Ik volg dus niet elke wedstrijd op de voet, maar ik hou de situatie op plekken als X in de gaten. Ik kijk of er iets gebeurt, een opstootje, of een uit de hand lopende menigte, en zodra het spannend wordt, ga ik eropaf.
Ik wil die chaos, die energie om dingen kapot te maken. Misschien dat het raar klinkt voor de meesten, maar voor mij is het iets waar ik oprecht naar uitkijk.
Mijn ouders gaven me vroeger ook nooit echt een richting. Er was niemand die zich druk maakte om wat ik deed of hoe ik me gedroeg. Ik kreeg geen grenzen mee over wat goed of fout was. Misschien is dat waarom ik altijd op zoek ga naar die controle, die kracht om dingen te slopen. Het voelt als een manier om te ontsnappen aan de leegte in mezelf.
En dan heb je de politie. Ze denken dat ze me kunnen stoppen, maar ik lach om die straffen.
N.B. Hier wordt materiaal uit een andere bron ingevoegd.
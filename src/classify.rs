//! Tag-based classification of point entities.

use osmpbfreader::Tags;

use crate::level::{parse_level, LevelParseError};
use crate::models::ParkingSpaceRecord;
use crate::source::PointEntity;

const PARKING_SPACE_KEY: &str = "amenity";
const PARKING_SPACE_VALUE: &str = "parking_space";
const LEVEL_KEY: &str = "level";

/// Outcome of classifying one point
#[derive(Debug, Clone, PartialEq)]
pub enum Classification {
    /// Not a parking space
    Ignored,
    /// A parking space whose level tag could not be parsed
    Rejected {
        osm_id: u64,
        level_text: String,
        error: LevelParseError,
    },
    Accepted(ParkingSpaceRecord),
}

pub fn is_parking_space(tags: &Tags) -> bool {
    tags.contains(PARKING_SPACE_KEY, PARKING_SPACE_VALUE)
}

/// Decide whether a point becomes a record.
///
/// A `level` tag with an empty value counts as no level at all.
pub fn classify(point: &PointEntity) -> Classification {
    if !is_parking_space(&point.tags) {
        return Classification::Ignored;
    }

    let record = ParkingSpaceRecord::new(point.id, point.lat, point.lon);

    let level_text = match point.tags.get(LEVEL_KEY) {
        Some(text) if !text.is_empty() => text.as_str(),
        _ => return Classification::Accepted(record),
    };

    match parse_level(level_text) {
        Ok(level) => Classification::Accepted(record.with_level(level.value, level.precision)),
        Err(error) => Classification::Rejected {
            osm_id: point.id,
            level_text: level_text.to_string(),
            error,
        },
    }
}

#[cfg(test)]
mod tests {
    use super::*;
    use crate::models::INVALID_LEVEL;

    fn point(id: u64, tags: &[(&str, &str)]) -> PointEntity {
        let mut t = Tags::new();
        for (k, v) in tags {
            t.insert((*k).into(), (*v).into());
        }
        PointEntity {
            id,
            lat: 52.54,
            lon: 7.5001,
            tags: t,
        }
    }

    #[test]
    fn test_non_parking_ignored() {
        let p = point(1, &[("amenity", "parking"), ("level", "1")]);
        assert_eq!(classify(&p), Classification::Ignored);

        let p = point(2, &[("parking_space", "amenity")]);
        assert_eq!(classify(&p), Classification::Ignored);
    }

    #[test]
    fn test_no_level_gets_sentinel() {
        let p = point(12, &[("amenity", "parking_space")]);
        match classify(&p) {
            Classification::Accepted(record) => {
                assert_eq!(record.osm_id, 12);
                assert_eq!(record.level, INVALID_LEVEL);
                assert_eq!(record.level_precision, 0.0);
            }
            other => panic!("unexpected {:?}", other),
        }
    }

    #[test]
    fn test_empty_level_treated_as_absent() {
        let p = point(12, &[("amenity", "parking_space"), ("level", "")]);
        match classify(&p) {
            Classification::Accepted(record) => assert!(!record.has_level()),
            other => panic!("unexpected {:?}", other),
        }
    }

    #[test]
    fn test_level_parsed() {
        let p = point(17, &[("amenity", "parking_space"), ("level", "75.35")]);
        match classify(&p) {
            Classification::Accepted(record) => {
                assert!((record.level - 75.35).abs() < 1e-5);
                assert_eq!(record.level_precision, 2.0);
                assert_eq!(record.lat, 52.54);
                assert_eq!(record.lon, 7.5001);
            }
            other => panic!("unexpected {:?}", other),
        }
    }

    #[test]
    fn test_reserved_level_rejected() {
        let text = "340282346638528859811704183484516925440";
        let p = point(21, &[("amenity", "parking_space"), ("level", text)]);
        assert!(matches!(
            classify(&p),
            Classification::Rejected {
                osm_id: 21,
                error: LevelParseError::Reserved(_),
                ..
            }
        ));
    }

    #[test]
    fn test_multi_level_rejected() {
        let p = point(20, &[("amenity", "parking_space"), ("level", "1;2")]);
        match classify(&p) {
            Classification::Rejected {
                osm_id, level_text, ..
            } => {
                assert_eq!(osm_id, 20);
                assert_eq!(level_text, "1;2");
            }
            other => panic!("unexpected {:?}", other),
        }
    }
}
Ze kunnen me een paar uur vasthouden of een boete geven, maar wat doet het mij?
Ik ben al vaker opgepakt, maar dat verandert niks. Als de straffen zo laag blijven, waarom zou ik stoppen? Het maakt me gewoon niks uit. Ik heb het gevoel dat ik altijd weg kan komen zonder echt iets te verliezen.
Voor de buitenwereld lijkt het misschien alsof ik mijn tijd verspilt met die rellen en vernielingen, maar voor mij is dit de enige manier om me levend te voelen. Het gaat me niet om wie wint of verliest; het gaat me om die spanning en de kans om die opgebouwde woede kwijt te kunnen. Zolang ik maar iets kan slopen, vind ik wat ik zoek.